Segment Open

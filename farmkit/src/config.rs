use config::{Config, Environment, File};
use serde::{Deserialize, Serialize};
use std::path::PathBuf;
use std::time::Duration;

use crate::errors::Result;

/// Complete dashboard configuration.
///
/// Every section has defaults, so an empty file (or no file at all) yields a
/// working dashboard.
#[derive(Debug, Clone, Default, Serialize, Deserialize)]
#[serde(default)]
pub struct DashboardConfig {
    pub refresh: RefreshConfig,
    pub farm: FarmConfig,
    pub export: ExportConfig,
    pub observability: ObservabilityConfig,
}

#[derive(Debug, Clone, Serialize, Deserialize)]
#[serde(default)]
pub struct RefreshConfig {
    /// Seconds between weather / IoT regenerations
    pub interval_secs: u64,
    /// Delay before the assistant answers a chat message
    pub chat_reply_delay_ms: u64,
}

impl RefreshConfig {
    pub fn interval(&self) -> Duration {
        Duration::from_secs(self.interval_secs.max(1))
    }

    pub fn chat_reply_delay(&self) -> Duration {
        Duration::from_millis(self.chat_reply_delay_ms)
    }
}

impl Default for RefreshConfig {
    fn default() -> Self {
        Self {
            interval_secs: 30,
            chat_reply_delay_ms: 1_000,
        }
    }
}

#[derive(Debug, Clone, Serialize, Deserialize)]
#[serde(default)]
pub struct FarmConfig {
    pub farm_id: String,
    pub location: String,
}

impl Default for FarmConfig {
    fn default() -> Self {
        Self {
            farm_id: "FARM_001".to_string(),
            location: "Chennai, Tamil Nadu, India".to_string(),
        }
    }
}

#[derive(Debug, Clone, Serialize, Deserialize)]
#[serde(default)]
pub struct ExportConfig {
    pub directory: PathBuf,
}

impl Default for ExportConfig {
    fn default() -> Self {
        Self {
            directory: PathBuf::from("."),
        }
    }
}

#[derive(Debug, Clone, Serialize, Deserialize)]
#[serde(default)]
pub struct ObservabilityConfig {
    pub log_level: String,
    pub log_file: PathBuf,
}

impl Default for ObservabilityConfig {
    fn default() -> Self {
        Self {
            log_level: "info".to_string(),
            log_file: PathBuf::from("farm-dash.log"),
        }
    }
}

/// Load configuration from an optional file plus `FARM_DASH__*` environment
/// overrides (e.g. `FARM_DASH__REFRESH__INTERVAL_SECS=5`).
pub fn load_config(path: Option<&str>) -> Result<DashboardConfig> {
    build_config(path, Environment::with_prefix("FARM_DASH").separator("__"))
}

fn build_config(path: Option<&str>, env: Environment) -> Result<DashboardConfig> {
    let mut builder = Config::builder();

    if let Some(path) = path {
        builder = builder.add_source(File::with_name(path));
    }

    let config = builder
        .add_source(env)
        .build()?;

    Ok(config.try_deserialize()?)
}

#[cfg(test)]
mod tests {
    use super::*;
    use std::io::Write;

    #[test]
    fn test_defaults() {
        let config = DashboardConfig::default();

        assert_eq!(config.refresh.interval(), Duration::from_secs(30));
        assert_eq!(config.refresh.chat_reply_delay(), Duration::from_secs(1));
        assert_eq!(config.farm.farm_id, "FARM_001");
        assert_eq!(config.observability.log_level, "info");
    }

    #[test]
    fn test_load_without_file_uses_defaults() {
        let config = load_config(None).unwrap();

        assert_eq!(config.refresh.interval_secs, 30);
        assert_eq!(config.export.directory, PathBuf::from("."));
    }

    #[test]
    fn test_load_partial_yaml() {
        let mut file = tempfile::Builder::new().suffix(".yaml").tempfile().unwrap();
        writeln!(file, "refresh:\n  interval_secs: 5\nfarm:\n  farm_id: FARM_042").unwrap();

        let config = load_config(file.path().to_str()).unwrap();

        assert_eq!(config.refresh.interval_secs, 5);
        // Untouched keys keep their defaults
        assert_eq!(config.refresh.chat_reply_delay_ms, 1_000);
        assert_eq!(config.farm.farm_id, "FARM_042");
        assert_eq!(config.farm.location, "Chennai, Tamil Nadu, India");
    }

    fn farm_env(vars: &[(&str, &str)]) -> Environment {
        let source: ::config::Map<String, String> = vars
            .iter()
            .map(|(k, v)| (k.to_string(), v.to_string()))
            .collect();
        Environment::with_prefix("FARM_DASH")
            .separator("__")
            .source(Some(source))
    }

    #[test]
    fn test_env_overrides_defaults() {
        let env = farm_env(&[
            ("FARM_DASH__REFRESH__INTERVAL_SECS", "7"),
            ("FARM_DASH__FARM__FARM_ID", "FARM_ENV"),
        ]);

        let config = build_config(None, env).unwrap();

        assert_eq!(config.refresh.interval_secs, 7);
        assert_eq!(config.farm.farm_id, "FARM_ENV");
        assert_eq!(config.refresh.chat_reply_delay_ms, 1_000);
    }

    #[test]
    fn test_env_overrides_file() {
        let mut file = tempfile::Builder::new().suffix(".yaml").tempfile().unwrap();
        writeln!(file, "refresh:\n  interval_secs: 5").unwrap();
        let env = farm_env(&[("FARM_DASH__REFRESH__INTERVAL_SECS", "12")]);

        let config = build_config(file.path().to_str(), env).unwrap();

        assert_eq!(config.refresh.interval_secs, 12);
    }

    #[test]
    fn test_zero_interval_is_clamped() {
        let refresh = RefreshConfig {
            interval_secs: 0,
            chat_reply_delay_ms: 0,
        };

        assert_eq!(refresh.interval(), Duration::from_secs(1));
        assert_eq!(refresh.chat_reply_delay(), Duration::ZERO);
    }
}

Segment Closed

### Exercise goal
Say how many lines in the data above contain the string "Some", and give no other output.

### Answer section
2